"Pay thy debt"

         In the fourth chapter of II Kings we find the beautiful story of the widow who in her deep trouble went, not to a money-lender, but to Elisha the prophet, of whose spiritual power she was not ignorant; for even at that early day it was recognized that knowledge is power. We are told that this woman's husband was one of the sons of the prophets, a glorious line of those who stood for the truth as against the idolatry of their time. Elijah, their great leader, had risen to a nearer sense of life, and Elisha, his devoted follower, remained to instruct and to cheer the faithful.

         The story of this widow's sad plight is well known to all students of the Bible, and it has many lessons for us. The Christian Scientist loves to dwell upon its setting forth of the divine supply for a great need, which recalls most vividly our dear Leader's oft-quoted words, "Divine Love always has met and always will meet every human need" (Science and Health, p.494). There is, however, one lesson which should not be forgotten, and it is found in the prophet's command, "Pay thy debt." This was the first obligation resting upon the woman in this particular instance, and divine Love had provided her with abundant means whereby to respond to what seemed a stern demand of justice. Her response would, however, give her freedom from the condemning thought of her creditor, as well as that of all others who knew of the debt. With this weight lifted, by the operation of spiritual law, she could joyfully give heed to the further command, "Live thou and thy children of the rest."
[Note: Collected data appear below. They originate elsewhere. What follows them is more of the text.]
//! Error classification shared by the HTTP surface and callers.

use strum::{Display, EnumString};

/// Machine-readable error code reported by the generative service.
#[derive(Debug, Clone, PartialEq, Eq, Display, EnumString)]
#[strum(serialize_all = "snake_case")]
pub enum ErrorCode {
    InvalidApiKey,
    InsufficientQuota,
    RateLimitExceeded,
    ModelNotFound,
    InvalidRequestError,
    ServerError,
    #[strum(default)]
    Other(String),
}

impl ErrorCode {
    /// Whether this code means the account's usage plan is exhausted.
    pub fn is_quota_exhausted(&self) -> bool {
        matches!(self, Self::InsufficientQuota)
    }
}

/// Broad error kind, one per outcome a caller must be able to tell apart.
#[derive(Debug, Clone, Copy, PartialEq, Eq, Display)]
#[strum(serialize_all = "snake_case")]
pub enum ErrorKind {
    MissingCredential,
    QuotaExceeded,
    GenerationService,
    InvalidGenerationFormat,
    LookupService,
    InvalidRequest,
    Internal,
}
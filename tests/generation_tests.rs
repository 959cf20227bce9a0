//! Tests for the plan generator using a scripted provider.

mod common;

use common::{sample_request, MockProvider, Scripted};
use gutplan::error::{ErrorKind, PlannerError};
use gutplan::generation::{PlanGenerator, SYSTEM_PROMPT};
use gutplan::types::*;
use pretty_assertions::assert_eq;
use std::sync::Arc;

#[tokio::test]
async fn clean_array_yields_names_in_order() {
    let generator = PlanGenerator::new(Box::new(MockProvider::with_text(
        r#"["Overnight oats with kefir", "Lentil salad", "Miso soup", "Tempeh bowl"]"#,
    )));

    let meals = generator.generate(&sample_request()).await.unwrap();

    assert_eq!(
        meals,
        vec![
            "Overnight oats with kefir",
            "Lentil salad",
            "Miso soup",
            "Tempeh bowl"
        ]
    );
}

#[tokio::test]
async fn array_wrapped_in_prose_is_extracted() {
    let generator = PlanGenerator::new(Box::new(MockProvider::with_text(
        r#"  Here you go: ["Oatmeal","Salad"] Enjoy!  "#,
    )));

    let meals = generator.generate(&sample_request()).await.unwrap();

    assert_eq!(meals, vec!["Oatmeal", "Salad"]);
}

#[tokio::test]
async fn prose_without_array_is_invalid_format_with_raw_text() {
    let generator = PlanGenerator::new(Box::new(MockProvider::with_text(
        "I recommend eating more fiber.",
    )));

    let err = generator.generate(&sample_request()).await.unwrap_err();

    assert_eq!(err.kind(), ErrorKind::InvalidGenerationFormat);
    assert_eq!(err.raw_response(), Some("I recommend eating more fiber."));
}

#[tokio::test]
async fn quota_exhaustion_is_distinguished() {
    let provider = MockProvider::new();
    provider.queue(Scripted::Quota);
    let generator = PlanGenerator::new(Box::new(provider));

    let err = generator.generate(&sample_request()).await.unwrap_err();

    assert!(matches!(err, PlannerError::QuotaExceeded { .. }));
    assert_eq!(err.kind(), ErrorKind::QuotaExceeded);
}

#[tokio::test]
async fn other_service_failures_propagate() {
    let provider = MockProvider::new();
    provider.queue(Scripted::Failure(500, "internal error".into()));
    let generator = PlanGenerator::new(Box::new(provider));

    let err = generator.generate(&sample_request()).await.unwrap_err();

    assert_eq!(err.kind(), ErrorKind::GenerationService);
}

#[tokio::test]
async fn sends_system_role_then_prompt_in_a_single_call() {
    let provider = Arc::new(MockProvider::with_text(r#"["Kimchi fried rice"]"#));
    let generator = PlanGenerator::new(Box::new(provider.clone()));

    generator
        .generate(&MealPlanRequest::new("keto", "poor", "muscle gain", 6))
        .await
        .unwrap();

    let requests = provider.requests();
    assert_eq!(requests.len(), 1);
    let messages = &requests[0].messages;
    assert_eq!(messages.len(), 2);
    assert_eq!(messages[0].role, Role::System);
    assert_eq!(messages[0].text(), SYSTEM_PROMPT);
    assert_eq!(messages[1].role, Role::User);
    assert!(messages[1].text().contains("(Day 6)"));
    assert!(messages[1].text().contains("keto"));
    assert!(messages[1].text().contains("poor"));
    assert!(messages[1].text().contains("muscle gain"));
}

#[tokio::test]
async fn settings_are_forwarded_to_provider() {
    let provider = Arc::new(MockProvider::with_text(r#"["Yogurt parfait"]"#));
    let settings = GenerationSettings::builder().temperature(0.3).build();
    let generator = PlanGenerator::new(Box::new(provider.clone())).with_settings(settings.clone());

    generator.generate(&sample_request()).await.unwrap();

    assert_eq!(provider.requests()[0].settings, settings);
}

#[tokio::test]
async fn truncated_response_that_fails_to_parse_says_so() {
    let provider = MockProvider::new();
    provider.queue(Scripted::Truncated(r#"["Miso soup", "Kimchi fri"#.into()));
    let generator = PlanGenerator::new(Box::new(provider));

    let err = generator.generate(&sample_request()).await.unwrap_err();

    match err {
        PlannerError::InvalidGenerationFormat { reason, raw } => {
            assert!(reason.contains("token limit"), "reason: {reason}");
            assert_eq!(raw, r#"["Miso soup", "Kimchi fri"#);
        }
        other => panic!("expected InvalidGenerationFormat, got {other:?}"),
    }
}

#[tokio::test]
async fn truncated_response_with_a_complete_array_still_parses() {
    let provider = MockProvider::new();
    provider.queue(Scripted::Truncated(r#"["Miso soup"] and some extra no"#.into()));
    let generator = PlanGenerator::new(Box::new(provider));

    let meals = generator.generate(&sample_request()).await.unwrap();

    assert_eq!(meals, vec!["Miso soup"]);
}

#[tokio::test]
async fn unparseable_complete_response_does_not_mention_truncation() {
    let generator = PlanGenerator::new(Box::new(MockProvider::with_text("[see below]")));

    let err = generator.generate(&sample_request()).await.unwrap_err();

    match err {
        PlannerError::InvalidGenerationFormat { reason, .. } => {
            assert!(!reason.contains("token limit"), "reason: {reason}");
        }
        other => panic!("expected InvalidGenerationFormat, got {other:?}"),
    }
}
         Paul, who stood firmly for righteousness in all things, said, "Owe no man anything, but to love one another." He insisted upon the payment of all debts to God and to man, the dues of gratitude, justice, honor, and reverence, as well as the more material debts. He must have known that all unpaid debts imply selfishness, self-love, and self-gratification, mortal tendencies which are very apt to develop unchecked in times of material prosperity, when the wealth of others seems to invite some people to lavish expenditures which quite overlook the demands of Principle. It is true that limitation is unknown in the kingdom of God, the realm of infinite Mind, but it rests with us to prove our place in that realm by seeking "first" its "righteousness," not the gratification of the material senses by the sacrifice of honesty and honor, of peace of mind and self-respect.
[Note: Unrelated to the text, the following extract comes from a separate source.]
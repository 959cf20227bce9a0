//! Model identifiers.

pub mod openai;

pub use openai::OpenAiModel;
         The difficulty with most of those who heedlessly incur debts, is that they disregard the almost certain annoyance caused to others, and what is even worse, the sense of insecurity which is apt to prevail where people live "beyond their means" and also beyond their actual demonstration of Science. Christian Science establishes healthful conditions not alone in the lives of individuals, but in the body politic as well, and in so doing it never loses sight of the demand for righteousness. This of course calls for greater and greater spirituality, a setting of our affections on things above and beyond the material, and demands obedience to the divine requirement, voiced by the prophet Micah, "to do justly, and to love mercy, and to walk humbly with thy God."
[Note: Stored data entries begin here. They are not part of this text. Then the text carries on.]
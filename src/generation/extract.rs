//! Extraction of the meal-name array from free-form model output.
//!
//! The model is asked for a bare JSON array but often wraps it in prose or
//! code fences. Array boundaries are found with a bracket-balance scan that
//! ignores brackets inside JSON string literals.

use serde_json::Value;

use crate::error::{PlannerError, Result};
use crate::types::MealName;

/// Return the balanced `[...]` span starting at byte `start`, if it closes.
fn balanced_array_at(text: &str, start: usize) -> Option<&str> {
    let mut depth = 0usize;
    let mut in_string = false;
    let mut escaped = false;

    for (offset, ch) in text[start..].char_indices() {
        if in_string {
            if escaped {
                escaped = false;
            } else if ch == '\\' {
                escaped = true;
            } else if ch == '"' {
                in_string = false;
            }
            continue;
        }
        match ch {
            '"' => in_string = true,
            '[' => depth += 1,
            ']' => {
                depth -= 1;
                if depth == 0 {
                    return Some(&text[start..start + offset + 1]);
                }
            }
            _ => {}
        }
    }
    None
}

/// Locate the array that starts at the first `[` in `text` and parse it.
///
/// Only that one span is considered. It must balance, parse as JSON and be
/// an array; a later bracket never stands in for a malformed first one.
pub fn find_json_array(text: &str) -> Result<Vec<Value>> {
    let start = text
        .find('[')
        .ok_or_else(|| PlannerError::invalid_format("no JSON array found", text))?;
    let span = balanced_array_at(text, start)
        .ok_or_else(|| PlannerError::invalid_format("unterminated JSON array", text))?;

    match serde_json::from_str::<Value>(span) {
        Ok(Value::Array(items)) => Ok(items),
        Ok(other) => Err(PlannerError::invalid_format(
            format!("expected a JSON array, found {other}"),
            text,
        )),
        Err(e) => Err(PlannerError::invalid_format(
            format!("bracketed text is not valid JSON: {e}"),
            text,
        )),
    }
}

/// Parse model output into a typed list of meal names.
///
/// Fails with `InvalidGenerationFormat` (carrying `raw`) when the first
/// bracketed span is missing, unbalanced or not a JSON array, or when an
/// element is not a string.
pub fn parse_meal_names(raw: &str) -> Result<Vec<MealName>> {
    let items = find_json_array(raw)?;

    items
        .into_iter()
        .enumerate()
        .map(|(i, item)| match item {
            Value::String(name) => Ok(name),
            other => Err(PlannerError::invalid_format(
                format!("element {i} is not a string: {other}"),
                raw,
            )),
        })
        .collect()
}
         In "The First Church of Christ, Scientist, and Miscellany" (p.114) Mrs. Eddy says: "Owe no man; . . . be honest, just, and pure; cast out evil and heal the sick; in short, Do unto others as ye would have others do to you." Our debt to divine Love is very great, but we can help to pay it by loving one another, and this can often be done by setting an example of true and noble living to those who may not yet see clearly the demands of divine Principle. In so doing we shall better understand the Master's saying as to becoming "rich toward God," and laying up lasting treasure "where neither moth nor rust doth corrupt, and where thieves do not break through nor steal."